アメリカによる対イラン用の電子戦計画「ニトロ・ゼウス(NITRO ZEUS)」の存在が明らかに - GIGAZINE


スタックスネットの存在は、感染範囲がイラン国外に拡大したことから、ベラルーシのアンチウイルスソフトメーカー・VirusBlokAdaが発見しました。このサイバー攻撃の詳細は2012年にニューヨーク・タイムズが報じ、翌2013年には、ドイツのニュース週刊誌・シュピーゲルの取材を受けた元NSA職員のエドワード・スノーデン氏が事実として認めています。一方で、アメリカとイスラエルがどのようにして高度に保護されたイランのコンピューターシステムにマルウェアを感染させたのかは、謎のままでした。

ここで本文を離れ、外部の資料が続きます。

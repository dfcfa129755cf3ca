//! Per-user lock files shared by every calmesh process on this machine.
//!
//! The worker and a manual `calmesh sync` each hold a user's lock for the
//! whole sync job, so the same user is never reconciled twice at once.

use std::fs::{self, File, OpenOptions};
use std::path::PathBuf;

use calmesh_core::{CalMeshError, CalMeshResult};
use fs2::FileExt;
use tracing::debug;

/// Directory of `<user>.lock` files.
#[derive(Debug, Clone)]
pub struct UserLocks {
    dir: PathBuf,
}

/// Releases the user's lock when dropped.
#[derive(Debug)]
pub struct UserLockGuard {
    _file: File,
}

impl UserLocks {
    pub fn new(dir: impl Into<PathBuf>) -> Self {
        UserLocks { dir: dir.into() }
    }

    /// Take the user's lock without waiting.
    ///
    /// Fails with [`CalMeshError::SyncInProgress`] while another holder has it.
    pub fn try_acquire(&self, user_id: &str) -> CalMeshResult<UserLockGuard> {
        fs::create_dir_all(&self.dir)?;
        let path = self.dir.join(lock_file_name(user_id));
        let file = OpenOptions::new()
            .create(true)
            .truncate(false)
            .write(true)
            .open(&path)?;

        file.try_lock_exclusive().map_err(|e| {
            if e.raw_os_error() == fs2::lock_contended_error().raw_os_error() {
                CalMeshError::SyncInProgress(user_id.to_string())
            } else {
                CalMeshError::Io(e)
            }
        })?;

        debug!(user_id, path = %path.display(), "acquired sync lock");
        Ok(UserLockGuard { _file: file })
    }
}

/// User ids are percent-escaped so any id maps to one distinct, safe file name.
fn lock_file_name(user_id: &str) -> String {
    let mut name = String::with_capacity(user_id.len() + 5);
    for byte in user_id.bytes() {
        if byte.is_ascii_alphanumeric() || byte == b'-' || byte == b'_' {
            name.push(char::from(byte));
        } else {
            name.push_str(&format!("%{byte:02X}"));
        }
    }
    name.push_str(".lock");
    name
}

Yahoo Newsの情報筋によると、この作戦にはオランダの情報機関「AIVD」に雇われたスパイが関わっていたとのこと。アメリカとイスラエルから依頼を受けたAIVDはイラン人のエンジニアを雇い、イスラエル・ナタンツにある核施設を標的にするためのコードといった重要なデータを提供させました。また、スパイであるこのエンジニアはUSBドライブを使ってスタックスネットをシステムに感染させるための内部アクセス情報も提供したとされています。

by Jefferson Santos

AVIDがCIAとイスラエル諜報特務庁(Mossad)から依頼を受けたのは2004年のことですが、スパイが標的にスタックスネットを感染させるまでには3年の月日を要しました。それまでの期間、スパイは工員としてダミー会社で働いていたそうです。

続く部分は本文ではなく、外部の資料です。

use anyhow::Result;
use calmesh_core::CalMeshError;
use calmesh_core::store::SyncTrigger;
use calmesh_core::sync::{ActionKind, SyncAction};
use owo_colors::OwoColorize;

use super::App;

pub async fn run(app: &App, user: &str) -> Result<()> {
    println!("Syncing {}...\n", user.bold());

    let report = match app.sync_service()?.sync_user(user, SyncTrigger::Manual).await {
        Ok(report) => report,
        Err(CalMeshError::SyncInProgress(_)) => anyhow::bail!(
            "A sync for '{user}' is already running, probably in `calmesh worker`.\n\
            Try again once it finishes."
        ),
        Err(e) => return Err(e.into()),
    };

    if report.is_empty() {
        println!("Everything up to date.");
        return Ok(());
    }

    for action in &report.actions {
        println!("  {}", render(action));
    }

    println!("\n{}", report.totals());
    Ok(())
}

fn render(action: &SyncAction) -> String {
    let line = action.to_string();
    if action.is_failure() {
        return line.red().to_string();
    }
    match action.kind {
        ActionKind::Create => line.green().to_string(),
        ActionKind::Update => line.yellow().to_string(),
        ActionKind::Delete => line.red().to_string(),
        ActionKind::Link => line.dimmed().to_string(),
        ActionKind::Conflict => line.magenta().to_string(),
    }
}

行政・発電所・送電網など、イランの重要なインフラの活動を妨害するための大規模サイバー攻撃計画「ニトロ・ゼウス」は、オペレーション実行時には「オリンピック大会(Olympic Games)」と呼ばれていました。情報筋によると計画の中心はNSA、CIA、Mossad、イスラエル国防省、8200部隊でしたが、オランダやドイツ、フランス、イギリスの情報機関の援助も受けていたことから、コード名が「オリンピック大会」となったとみられています。ドイツはドイツ企業Siemensによって作られた遠心分離機の産業用制御システムの仕様や知識を提供し、フランスも同様の形で情報提供を行ったといわれています。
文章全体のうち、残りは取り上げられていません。